───── Listed entries
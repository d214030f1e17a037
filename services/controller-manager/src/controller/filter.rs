//! Informer reset messages.

use scf_partition::KeyRange;

/// Published whenever a controller's own range changes.
///
/// Informers purge cached objects whose keys left `[lower_bound, upper_bound]`
/// and re-list the keys that entered it.
#[derive(Debug, Clone, PartialEq, Eq)]
pub struct FilterBound {
    pub owner_name: String,
    pub lower_bound: i64,
    pub upper_bound: i64,
}

impl FilterBound {
    pub fn new(owner_name: impl Into<String>, range: KeyRange) -> Self {
        Self {
            owner_name: owner_name.into(),
            lower_bound: range.lower,
            upper_bound: range.upper,
        }
    }

    pub fn range(&self) -> KeyRange {
        KeyRange::new(self.lower_bound, self.upper_bound)
    }

    /// Whether an informer should keep an object with this key.
    pub fn contains(&self, key: i64) -> bool {
        self.range().contains(key)
    }
}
──────────
- _Task directions_
Return the entries exactly through the "Informers purge cached" line.

- _Written response_
repository d214030f1e17a037
filename services/controller-manager/src/controller/filter.rs
//! Informer reset messages.

use scf_partition::KeyRange;

/// Published whenever a controller's own range changes.
///
/// Informers purge cached objects whose keys left `[lower_bound, upper_bound]`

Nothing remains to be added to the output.